On the atomic scale, electron spins—a bit like tiny bar magnets pointed in specific directions—rapidly interact with each other throughout magnetic materials. When one spin rotates, this disturbance can propagate through the material as a wave, tipping and aligning the spins of neighboring electrons. Many researchers believe that this subtle excitation wave may bind electrons together to create the perfect c att certified urrent conveyance of HTS, which operates at slightly warmer temperatures than traditional superconductivity.
“Proving or disproving this hypothesis remains one of the holy grails of condensed matter physics research,” Dean said. “This discovery gives us a new way to evaluate rival theories of HTS.”
Perfectly Dope
Superconductivity demands extremely cold conditions and a precise chemical recipe. Beyond selecting the right elements from the periodic table, physicists carefully tweak the electron content of atoms through a process called doping. Doping determines the average number of electrons present in each atom, and in turn dictates both the behavior of spin waves and the presence of HTS, which emerges around a particular doping sweet spot.
For this study, the team examined thin films of lanthanum, strontium, copper, and oxygen—often abbreviated as LSCO. These particular HTS materials can be tuned to exhibit a wide range of different electronic behaviors.
“This is the only system that lets us examine the entire phase diagram, from a strongly correlated insulator all the way to a non-superconducting metal,” said Brookhaven physicist John Hill, coauthor on the paper. “We could measure magnetic excitations both before and after the ideal doping levels for superconductivity.”
To grow these materials, Brookhaven Lab physicist Ivan Bozovic—another author on the study—used a custom-built atomic layer-by-layer molecular beam epitaxy machine (ALL-MBE). Bozovic’s system is uniquely equipped to monitor the synthesis of the LSCO films in real-time, giving him an unparalleled degree of control over the atomic composition of each layer, including adjustments to the doping levels.
“Ivan grows these beautiful, fantastic films,” Hill said. “His samples are highly uniform with flat, mirror-like surfaces. This helps enormously when trying to pin down the subtleties of how these samples scatter x-rays.”
Measuring a Quantum Sea
The quantum ripples themselves have wavelengths measured on the Ångstrom scale—smaller than one billionth of a meter. To detect these tiny fluctuations, the scientists applied a technique called resonant inelastic x-ray scattering (RIXS) to the full range of LSCO films. The measurements were taken with the Advanced X-ray Emission Spectrometer at the European Synchrotron Radiation Facility (ESRF) in France. The design, construction, and commissioning of this instrument was led by Giacomo Ghiringhelli and Lucio Braicovich at the Politecnico di Milano in Italy and by Nick Brookes at the ESRF. The Brookhaven Lab team worked in close collaboration with these scientists to perform the RIXS measurements.
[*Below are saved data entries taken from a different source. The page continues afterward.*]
pub mod amm;
pub mod local;
pub mod uniswap_v2;

use alloy::primitives::{Address, U256};
use async_trait::async_trait;

use crate::error::{QuoteError, VenueError};

pub use local::LocalVenue;
pub use uniswap_v2::UniswapV2Venue;

/// One of the two venues being compared
#[derive(Debug, Clone, Copy, PartialEq, Eq, Hash)]
pub enum Side {
    A,
    B,
}

impl Side {
    pub fn other(self) -> Side {
        match self {
            Side::A => Side::B,
            Side::B => Side::A,
        }
    }

    pub fn index(self) -> usize {
        match self {
            Side::A => 0,
            Side::B => 1,
        }
    }
}

impl std::fmt::Display for Side {
    fn fmt(&self, f: &mut std::fmt::Formatter<'_>) -> std::fmt::Result {
        match self {
            Side::A => write!(f, "A"),
            Side::B => write!(f, "B"),
        }
    }
}

/// Pool reserves in smallest on-chain units.
///
/// `quote` is the asset profit is measured in (ARB_FOR), `base` is the asset
/// being traded against it (ARB_AGAINST). Spot price is `quote / base`.
#[derive(Debug, Clone, Copy, PartialEq, Eq)]
pub struct Reserves {
    pub base: U256,
    pub quote: U256,
}

impl Reserves {
    pub fn new(base: U256, quote: U256) -> Self {
        Self { base, quote }
    }

    pub fn is_empty(&self) -> bool {
        self.base.is_zero() || self.quote.is_zero()
    }
}

#[derive(Debug, Clone, PartialEq, Eq)]
pub struct Token {
    pub address: Address,
    pub symbol: String,
    pub decimals: u8,
}

/// The two traded assets, fixed for the process lifetime
#[derive(Debug, Clone, PartialEq, Eq)]
pub struct TokenPair {
    pub base: Token,
    pub quote: Token,
}

impl TokenPair {
    /// Spend quote, receive base.
    pub fn buy_path(&self) -> [Address; 2] {
        [self.quote.address, self.base.address]
    }

    /// Spend base, receive quote.
    pub fn sell_path(&self) -> [Address; 2] {
        [self.base.address, self.quote.address]
    }
}

/// Read and quote capabilities of a single constant-product venue.
///
/// Both quote functions are deterministic and fee-aware; they fail with a
/// `QuoteError` when the requested path cannot be filled.
#[async_trait]
pub trait Venue: Send + Sync {
    fn name(&self) -> &str;

    /// Chain head as seen by this venue's connection, when it has one.
    async fn block_number(&self) -> Option<u64> {
        None
    }

    /// Current reserves, oriented as (base, quote).
    async fn get_reserves(&self) -> Result<Reserves, VenueError>;

    /// Input needed at `path[0]` to receive exactly `amount_out` at the end of `path`.
    async fn quote_in(&self, amount_out: U256, path: &[Address]) -> Result<U256, QuoteError>;

    /// Output at the end of `path` for exactly `amount_in` at `path[0]`.
    async fn quote_out(&self, amount_in: U256, path: &[Address]) -> Result<U256, QuoteError>;
}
“This instrument allowed us to precisely measure how much energy the x-rays lost when they struck each LSCO sample,” Dean said. “We could then pinpoint the presence or absence of magnetic excitations and track them across all the different doping levels.”
Earlier studies using neutron scattering found that magnetic excitations appeared to vanish in the overdoped LSCO samples, bolstering the prominent theory that the waves play an essential role in superconductivity. The RIXS technique, however, is much more sensitive to magnetic excitations with certain wavelengths and capable of detecting otherwise imperceptible signals.
“Discovering excitations that do not depend on doping levels means that the relationship between HTS and the waves in these films is more intricate than we suspected,” Hill said.
Brighter Beams and Better Superconductors
RIXS is currently able to detect magnetic excitations with a precision, or energy resolution, of about 100 milli-electron volts. Bu vending inventory management t as scientists seek more fundamental phenomena, even greater accuracy and sensitivity is required. Brookhaven Lab’s National Synchrotron Light Source II (NSLS-II), expected to start operating in 2015, will produce some of the brightest x-rays in the world. The Soft Inelastic X-ray beamline under construction at NSLS-II promises unprecedented energy resolution for HTS investigations.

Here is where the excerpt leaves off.